LAWRENCE, Kan. – In appearance, temperament and approach, Kansas coach Turner Gill appears to be the polar opposite of the man who left the job amid strife and turmoil.
Unlike the non-athletic Mark Mangino, Gill was a topflight quarterback at the highest level of collegiate football, starring at Nebraska during a time when the Huskers dominated.
Also in contrast to his sometimes-contentious predecessor, Gill seems pleasant, approachable and warm, much less prone to confrontation. Mangino was loathe to make personal appearances on behalf of the school. Since he was hired last winter, Gill has seemed to enjoy them.
Mangino was also fired last fall at the end of a seven-game losing streak, amid a messy investigation into alleged verbal and physical abuse of his players. But before condemning him and elevating Gill, bear in mind Mangino discovered and developed Todd Reesing, the most productive passer in school history.
Mangino also led the Jayhawks to their greatest season ever. Those ugly allegations were never proven in a public forum, and vehemently denied by many players who stood loyal to the 2007 consensus national coach of the year.
Whether the 47-year-old Gill ever matches Mangino's 12-1 campaign of 2007 may be irrelevant for now: There are happier faces in Lawrence these days as the new coaching staff gets its first fall practices under way.
"When we met with coach Gill individually, I knew he was going to be a great fit for us," said quarterback Jordan Webb. "He doesn't want anybody who's going to be a bad-character guy on the team. He's really a high-character guy."

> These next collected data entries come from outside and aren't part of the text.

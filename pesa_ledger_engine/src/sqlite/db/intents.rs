use chrono::Duration;
use sqlx::SqliteConnection;

use crate::{
    db_types::{IntentStatus, NewPaymentIntent, PaymentIntent},
    traits::LedgerError,
};

pub async fn idempotent_insert(
    intent: NewPaymentIntent,
    conn: &mut SqliteConnection,
) -> Result<PaymentIntent, LedgerError> {
    let reference = intent.reference.clone();
    // fetch_all, not fetch_one: the RETURNING statement must be driven to completion so the
    // implicit transaction commits before the caller reads the row over another connection.
    let rows: Vec<PaymentIntent> = sqlx::query_as(
        r#"
            INSERT INTO payment_intents (reference, user_id, amount, currency, channel, kind, order_id, idempotency_key)
            VALUES ($1, $2, $3, $4, $5, $6, $7, $8)
            RETURNING *;
        "#,
    )
    .bind(intent.reference)
    .bind(intent.user_id)
    .bind(intent.amount)
    .bind(intent.currency)
    .bind(intent.channel.to_string())
    .bind(intent.kind.to_string())
    .bind(intent.order_id)
    .bind(intent.idempotency_key)
    .fetch_all(conn)
    .await
    .map_err(|e| match e {
        sqlx::Error::Database(err) if err.is_unique_violation() => LedgerError::IntentAlreadyExists(reference.clone()),
        _ => LedgerError::from(e),
    })?;
    rows.into_iter().next().ok_or(LedgerError::IntentAlreadyExists(reference))
}

pub async fn fetch_by_reference(
    reference: &str,
    conn: &mut SqliteConnection,
) -> Result<Option<PaymentIntent>, sqlx::Error> {
    sqlx::query_as(r#"SELECT * FROM payment_intents WHERE reference = ?"#).bind(reference).fetch_optional(conn).await
}

pub async fn fetch_by_idempotency_key(
    key: &str,
    conn: &mut SqliteConnection,
) -> Result<Option<PaymentIntent>, sqlx::Error> {
    sqlx::query_as(r#"SELECT * FROM payment_intents WHERE idempotency_key = ?"#).bind(key).fetch_optional(conn).await
}

/// Advances the intent status, atomically gated on the set of statuses the lifecycle allows as a
/// source for `status`. Returns `None` when the row is missing or the transition is stale.
pub async fn update_status(
    reference: &str,
    status: IntentStatus,
    conn: &mut SqliteConnection,
) -> Result<Option<PaymentIntent>, LedgerError> {
    let allowed_from: &[&str] = match status {
        IntentStatus::Pending => &[],
        IntentStatus::Processing => &["Pending"],
        IntentStatus::Completed | IntentStatus::Failed | IntentStatus::Expired => &["Pending", "Processing"],
        IntentStatus::Reversed => &["Completed"],
    };
    if allowed_from.is_empty() {
        return Ok(None);
    }
    // allowed_from is at most two entries, so an IN list is fine
    let placeholders = allowed_from.iter().enumerate().map(|(i, _)| format!("${}", i + 3)).collect::<Vec<_>>().join(", ");
    let q = format!(
        "UPDATE payment_intents SET status = $1, updated_at = CURRENT_TIMESTAMP WHERE reference = $2 AND status IN \
         ({placeholders}) RETURNING *"
    );
    let mut query = sqlx::query_as(&q).bind(status.to_string()).bind(reference);
    for from in allowed_from {
        query = query.bind(*from);
    }
    let intent = query.fetch_optional(conn).await?;
    Ok(intent)
}

pub async fn fetch_in_status(
    status: IntentStatus,
    conn: &mut SqliteConnection,
) -> Result<Vec<PaymentIntent>, sqlx::Error> {
    sqlx::query_as(r#"SELECT * FROM payment_intents WHERE status = ? ORDER BY created_at ASC"#)
        .bind(status.to_string())
        .fetch_all(conn)
        .await
}

/// Expires all `Pending` and `Processing` intents older than `max_age` and returns them.
/// Age math happens in SQL so that the comparison is against SQLite's own clock.
pub async fn expire_older_than(
    max_age: Duration,
    conn: &mut SqliteConnection,
) -> Result<Vec<PaymentIntent>, sqlx::Error> {
    let q = format!(
        "UPDATE payment_intents SET status = 'Expired', updated_at = CURRENT_TIMESTAMP WHERE status IN ('Pending', \
         'Processing') AND (unixepoch(CURRENT_TIMESTAMP) - unixepoch(created_at)) > {} RETURNING *;",
        max_age.num_seconds()
    );
    sqlx::query_as(&q).fetch_all(conn).await
}

/// `Completed` intents updated within the window that have neither a `Deposit` nor a `Sale`
/// ledger row. These slipped through the gap between gateway confirmation and local credit.
pub async fn fetch_unsettled_completed(
    window: Duration,
    conn: &mut SqliteConnection,
) -> Result<Vec<PaymentIntent>, sqlx::Error> {
    let q = format!(
        r#"
            SELECT i.* FROM payment_intents i
            WHERE i.status = 'Completed'
            AND (unixepoch(CURRENT_TIMESTAMP) - unixepoch(i.updated_at)) <= {}
            AND NOT EXISTS (
                SELECT 1 FROM coin_transactions c WHERE c.reference = i.reference AND c.tx_type = 'Deposit'
            )
            AND NOT EXISTS (
                SELECT 1 FROM shop_transactions s WHERE s.reference = i.reference AND s.tx_type = 'Sale'
            )
            ORDER BY i.updated_at ASC;
        "#,
        window.num_seconds()
    );
    sqlx::query_as(&q).fetch_all(conn).await
}
use thiserror::Error;

#[derive(Debug, Error)]
pub enum GatewayApiError {
    #[error("Could not initialize client: {0}")]
    Initialization(String),
    #[error("The gateway client is not configured. Set PLG_GATEWAY_URL and PLG_GATEWAY_API_KEY.")]
    NotConfigured,
    #[error("Could not reach the gateway: {0}")]
    RequestError(String),
    #[error("Could not deserialize gateway response: {0}")]
    JsonError(String),
    #[error("Gateway call failed. Error {status}. {message}")]
    QueryError { status: u16, message: String },
    #[error("The gateway does not know reference {0}")]
    ReferenceNotFound(String),
}

impl GatewayApiError {
    /// Transient errors leave the local intent pending; the reconciler retries on the next sweep.
    pub fn is_transient(&self) -> bool {
        match self {
            Self::RequestError(_) => true,
            Self::QueryError { status, .. } => *status >= 500,
            _ => false,
        }
    }
}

Before Gill could even make much headway in his most important personnel decision — picking a replacement for Reesing — injury struck down one of his most important players. The linebacker corps, already lacking depth, will operate this year without sophomore Huldon Tharp, lost for the season with a foot injury.
The 6-foot, 220 pounder started seven games last season and had 59 tackles.

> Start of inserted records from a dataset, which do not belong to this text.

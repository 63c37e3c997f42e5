use std::fmt::Display;

use gateway_tools::CardDetails;
use pesa_ledger_engine::db_types::{IntentChannel, IntentStatus};
use plg_common::{Coins, Tzs};
use serde::{Deserialize, Serialize};

/// Request body for starting a coin top-up.
#[derive(Debug, Clone, Serialize, Deserialize)]
pub struct TopUpRequest {
    pub user_id: String,
    pub amount: Tzs,
    pub channel: IntentChannel,
    /// Mobile money number, required for the mobile channel.
    pub msisdn: Option<String>,
    /// Card details, required for the card channel.
    pub card: Option<CardDetails>,
    /// Client-supplied idempotency key. Retrying with the same key returns the original intent
    /// instead of creating a second one.
    pub idempotency_key: Option<String>,
}

/// Request body for paying an existing shop order. The amount comes off the order row, never off
/// the request.
#[derive(Debug, Clone, Serialize, Deserialize)]
pub struct OrderPaymentRequest {
    pub buyer_id: String,
    pub order_id: String,
    pub channel: IntentChannel,
    pub msisdn: Option<String>,
    pub card: Option<CardDetails>,
    pub idempotency_key: Option<String>,
}

/// What the client gets back after creating (or replaying) a payment intent.
#[derive(Debug, Clone, Serialize, Deserialize)]
pub struct PaymentIntentResponse {
    pub reference: String,
    pub status: IntentStatus,
    pub amount: Tzs,
    pub currency: String,
    /// Redirect URL for card payments; absent for mobile push payments.
    pub payment_url: Option<String>,
    /// False when the idempotency key matched an existing intent.
    pub created: bool,
}

#[derive(Debug, Clone, Serialize, Deserialize)]
pub struct WithdrawalRequest {
    pub user_id: String,
    pub amount: Tzs,
}

#[derive(Debug, Clone, Serialize, Deserialize)]
pub struct ShopWithdrawalRequest {
    pub shop_id: String,
    pub amount: Tzs,
}

#[derive(Debug, Clone, Serialize, Deserialize)]
pub struct GiftRequest {
    pub sender_id: String,
    pub recipient_id: String,
    pub coins: Coins,
    /// Client-supplied reference. Retries with the same reference are no-ops; when absent the
    /// server generates one and the request is not retry-safe.
    pub reference: Option<String>,
    pub memo: Option<String>,
}

#[derive(Debug, Clone, Serialize, Deserialize)]
pub struct PayoutDestinationRequest {
    pub owner_id: String,
    pub msisdn: String,
    pub account_name: String,
}

/// Webhook acknowledgement. Returned with a 200 status for everything we accepted or consciously
/// ignored; events the gateway should not retry.
#[derive(Debug, Clone, Serialize, Deserialize)]
pub struct WebhookAck {
    pub received: bool,
    pub event_type: String,
    pub reference: String,
    pub note: String,
}

impl WebhookAck {
    pub fn handled(event_type: &str, reference: &str, note: impl Display) -> Self {
        Self { received: true, event_type: event_type.into(), reference: reference.into(), note: note.to_string() }
    }

    pub fn ignored(event_type: &str, reference: &str, note: impl Display) -> Self {
        Self { received: false, event_type: event_type.into(), reference: reference.into(), note: note.to_string() }
    }
}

"We're obviously going to miss Tharp. He was definitely a guy who was going to play," said Gill.
Webb, a redshirt freshman, is vying with sophomore Kale Pick for the right to start at quarterback and almost certainly face unfavorable comparisons to Reesing. A three-year starter, Reesing began his career with an 11-game winning streak and erased virtually every passing record the Jayhawks ever compiled. Also hard to replace will be Reesing's leadership.
Gill says Pick and Webb are close in the race to start.

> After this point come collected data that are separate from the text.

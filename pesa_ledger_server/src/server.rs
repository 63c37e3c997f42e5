use std::time::Duration;

use actix_web::{dev::Server, http::KeepAlive, middleware::Logger, web, App, HttpServer};
use gateway_tools::GatewayApi;
use log::*;
use pesa_ledger_engine::{
    events::{EventHandlers, EventProducers},
    SettlementApi,
    SqliteDatabase,
    WalletApi,
};

use crate::{
    config::ServerConfig,
    errors::ServerError,
    gateway_routes::GatewayWebhookRoute,
    integrations::notifications::create_notification_hooks,
    middleware::HmacMiddlewareFactory,
    reconciler::start_reconciler,
    routes::{
        health,
        pay_order,
        topup,
        CheckPaymentRoute,
        GiftRoute,
        PaymentStatusRoute,
        PayoutDestinationRoute,
        ReconcileRoute,
        ShopWalletHistoryRoute,
        ShopWalletRoute,
        ShopWithdrawalRoute,
        WalletHistoryRoute,
        WalletRoute,
        WithdrawalRoute,
        WithdrawalStatusRoute,
    },
};

pub async fn run_server(config: ServerConfig) -> Result<(), ServerError> {
    let db = SqliteDatabase::new_with_url(&config.database_url, 25)
        .await
        .map_err(|e| ServerError::InitializeError(e.to_string()))?;
    let handlers = EventHandlers::new(50, create_notification_hooks());
    let producers = handlers.producers();
    handlers.start_handlers().await;
    let gateway = GatewayApi::new(config.gateway.clone()).map_err(|e| ServerError::InitializeError(e.to_string()))?;
    if config.reconciler.enabled {
        let api = SettlementApi::new(db.clone(), producers.clone());
        let _handle = start_reconciler(api, gateway.clone(), config.clone());
    }
    let srv = create_server_instance(config, db, producers, gateway)?;
    srv.await.map_err(|e| ServerError::Unspecified(e.to_string()))
}

pub fn create_server_instance(
    config: ServerConfig,
    db: SqliteDatabase,
    producers: EventProducers,
    gateway: GatewayApi,
) -> Result<Server, ServerError> {
    let host = config.host.clone();
    let port = config.port;
    let srv = HttpServer::new(move || {
        let settlement_api = SettlementApi::new(db.clone(), producers.clone());
        let wallet_api = WalletApi::new(db.clone());
        let app = App::new()
            .wrap(Logger::new("%t (%D ms) %s %a %{Host}i %U").log_target("plg::access_log"))
            .app_data(web::Data::new(settlement_api))
            .app_data(web::Data::new(wallet_api))
            .app_data(web::Data::new(gateway.clone()))
            .app_data(web::Data::new(config.clone()));
        // Webhooks get signature verification; everything under /gateway is gateway-facing
        let webhook_scope = web::scope("/gateway")
            .wrap(HmacMiddlewareFactory::new("X-Gateway-Signature", config.webhook_secret.clone()))
            .service(GatewayWebhookRoute::<SqliteDatabase>::new());
        app.service(health)
            .service(topup)
            .service(pay_order)
            .service(PaymentStatusRoute::<SqliteDatabase>::new())
            .service(CheckPaymentRoute::<SqliteDatabase>::new())
            .service(WithdrawalRoute::<SqliteDatabase>::new())
            .service(ShopWithdrawalRoute::<SqliteDatabase>::new())
            .service(WithdrawalStatusRoute::<SqliteDatabase>::new())
            .service(PayoutDestinationRoute::<SqliteDatabase>::new())
            .service(GiftRoute::<SqliteDatabase>::new())
            .service(WalletRoute::<SqliteDatabase>::new())
            .service(WalletHistoryRoute::<SqliteDatabase>::new())
            .service(ShopWalletRoute::<SqliteDatabase>::new())
            .service(ShopWalletHistoryRoute::<SqliteDatabase>::new())
            .service(ReconcileRoute::<SqliteDatabase>::new())
            .service(webhook_scope)
    })
    .keep_alive(KeepAlive::Timeout(Duration::from_secs(600)))
    .bind((host.as_str(), port))?
    .run();
    info!("🚀️ Server bound to {host}:{port}");
    Ok(srv)
}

"I want to go through at least two weeks of practice and then see where we stand. I like where we are at and I can see that they have improved," he said.
Even if Reesing were back this year, the passing game would almost surely fall off because the two most productive wide receivers in school history are also gone. Kerry Meier ran out of eligibility and Dezmon Briscoe skipped his senior season to enter the NFL draft.
Taking away Reesing, Briscoe and Meier, the Jayhawks must replace 3,616 yards passing and 2,322 yards receiving.
"We know we're trying to replace a legend," said Pick, who backed up Reesing last season. "Todd taught me so much. We still keep in touch. But I'm a competitor. I love to compete and I'm excited for the challenge."
Even without Meier and Briscoe, the receiver corps will still offer much more experience than the quarterback position. Several pass-catchers who were on the receiving end of Reesing passes are back, including Jonathan Wilson, who had 35 catches for 449 yards, Bradley McDougald (33, 318) and Tim Biere (14, 183).
"We have six or seven different guys we feel very good about," Gill said. "We have some guys that can make some plays. Jon Wilson has done some great things. He isn't the fastest guy, but he has run some great routes. He has done an excellent job at catching the football. We have a solid receiving corps."
Also back is sophomore running back Toben Opurum, who rushed for 554 yards and 13 touchdowns last year before injuries hobbled him in the final couple of weeks of the season. He was hampered throughout spring practice as well and did not have much opportunity to get acquainted with the new staff.
"What I did last year, that's gone with everybody else," Opurum said. "So I gotta show this new staff what I can do."
Tharp's loss will be a blow to a defense which could be lacking speed.
"I want to have a faster defense with more speed," Gill said. "I am going to recruit more speed in all positions. We have some speed, but I want 14 or 15 guys that I can put on the football field that I know can run. I am not trying to knock my own football players or anything in the past, but ideally, I would like to see more speed."
Kansas opens the season Sept. 4 at home against North Dakota State, followed by tough matchups against Georgia Tech and Southern Miss.